REPUBLIKA.CO.ID, SLEMAN -- Fenomena pernikahan dini di Kabupaten Sleman meningkat selama tiga tahun terakhir. Berdasarkan data PA setempat, jumlah pasangan menikah dini pada 2014 mencapai 109 kasus, 2015 sebanyak 132, dan pada 2016 sampai September mencapai 79 kasus.

Mulai Januari hingga September tahun ini, jumlah anak laki-laki lebih dari 15 tahun yang menikah dini mencapai 3,22 persen. Sedangkan bagi anak perempuan 62,5 persen. “Sesuai UU perkawinan nomor 1 tahun 1974 perkawinan hanya diizinkan jika pihak pria sudah mencapai usia 19 tahun dan pihak perempuan sudah mencapai usia 16 tahun,” ujar Ketua Pengadilan Agama (PA) Sleman, Ahmad Mujahidin, Rabu (27/10).
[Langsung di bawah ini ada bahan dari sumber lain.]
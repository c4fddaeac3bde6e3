//! Snapshot file I/O.

use crate::models::{Snapshot, SnapshotFile};
use crate::{Error, Result};
use std::path::Path;

/// Fixed name of the snapshot file inside the cache directory.
pub const SNAPSHOT_FILE: &str = "inventory.json";

/// Loads a snapshot, tolerating every failure mode.
///
/// A missing file is a fresh deployment; a corrupt or unreadable file is
/// logged and treated as empty. Startup never aborts over snapshot
/// contents.
pub fn load(path: &Path) -> Snapshot {
    if !path.exists() {
        tracing::debug!(path = %path.display(), "No snapshot file, starting empty");
        return Snapshot::default();
    }

    let raw = match std::fs::read_to_string(path) {
        Ok(raw) => raw,
        Err(e) => {
            tracing::warn!(path = %path.display(), error = %e, "Failed to read snapshot, starting empty");
            return Snapshot::default();
        }
    };

    match serde_json::from_str::<SnapshotFile>(&raw) {
        Ok(file) => file.into_snapshot(),
        Err(e) => {
            tracing::warn!(path = %path.display(), error = %e, "Corrupt snapshot, starting empty");
            Snapshot::default()
        }
    }
}

/// Writes the full snapshot, replacing the previous file atomically.
///
/// The serialized state goes to a sibling temp path first and is renamed
/// over the snapshot file, so a concurrent load sees either the old state
/// or the new one, never a partial write.
///
/// # Errors
///
/// Returns `OperationFailed` if serialization, the write, or the rename
/// fails. Callers must surface this to the requester; a dropped persist
/// would let memory and disk diverge.
pub fn write(path: &Path, snapshot: &Snapshot) -> Result<()> {
    let json = serde_json::to_string_pretty(snapshot)
        .map_err(|e| Error::operation("serialize_snapshot", e))?;

    let tmp = path.with_extension("json.tmp");
    std::fs::write(&tmp, json).map_err(|e| Error::operation("write_snapshot", e))?;
    std::fs::rename(&tmp, path).map_err(|e| Error::operation("replace_snapshot", e))?;

    tracing::trace!(items = snapshot.items.len(), "Snapshot persisted");
    Ok(())
}

#[cfg(test)]
mod tests {
    use super::*;
    use crate::models::Item;
    use tempfile::TempDir;

    fn sample() -> Snapshot {
        Snapshot {
            items: vec![Item {
                id: 0,
                name: "Drill".to_string(),
                description: String::new(),
                photo: None,
            }],
            next_id: 1,
        }
    }

    #[test]
    fn round_trips_through_disk() {
        let dir = TempDir::new().unwrap();
        let path = dir.path().join(SNAPSHOT_FILE);

        let snapshot = sample();
        write(&path, &snapshot).unwrap();
        assert_eq!(load(&path), snapshot);
    }

    #[test]
    fn missing_file_loads_empty() {
        let dir = TempDir::new().unwrap();
        let snapshot = load(&dir.path().join(SNAPSHOT_FILE));
        assert_eq!(snapshot, Snapshot::default());
    }

    #[test]
    fn corrupt_file_loads_empty() {
        let dir = TempDir::new().unwrap();
        let path = dir.path().join(SNAPSHOT_FILE);
        std::fs::write(&path, "{not json").unwrap();

        assert_eq!(load(&path), Snapshot::default());
    }

    #[test]
    fn no_temp_file_left_behind() {
        let dir = TempDir::new().unwrap();
        let path = dir.path().join(SNAPSHOT_FILE);
        write(&path, &sample()).unwrap();

        assert!(!path.with_extension("json.tmp").exists());
    }
}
Maka dari itu, seluruh pasangan yang menikah dini pasti mengajukan dispensasi pernikahan terlebih dulu. Pengajuan dispensasi sendiri disampaikan oleh orang tua mempelai. Hal ini dilakukan untuk menjamin kelangsungan pernikahan anak-anak mereka.

Pasalnya, menurut Mujahidin, pasangan yang menikah pada usia dini sangat rentan terhadap berbagai masalah. Di antaranya kekerasan dalam rumah tangga (KDRT) dan penyakit reproduksi pada perempuan.

Mujahidin menjelaskan, prinsip pematangan calon mempelai dalam pernikahan sangat diperlukan, termasuk mematangkan sisi rohani dan jasmani. Hal ini dimaksudkan untuk memenuhi tujuan luhur dari perkawinan, yakni melanjutkan hidup dengan sejahtera dan mendapat keturunan yang baik dan sehat.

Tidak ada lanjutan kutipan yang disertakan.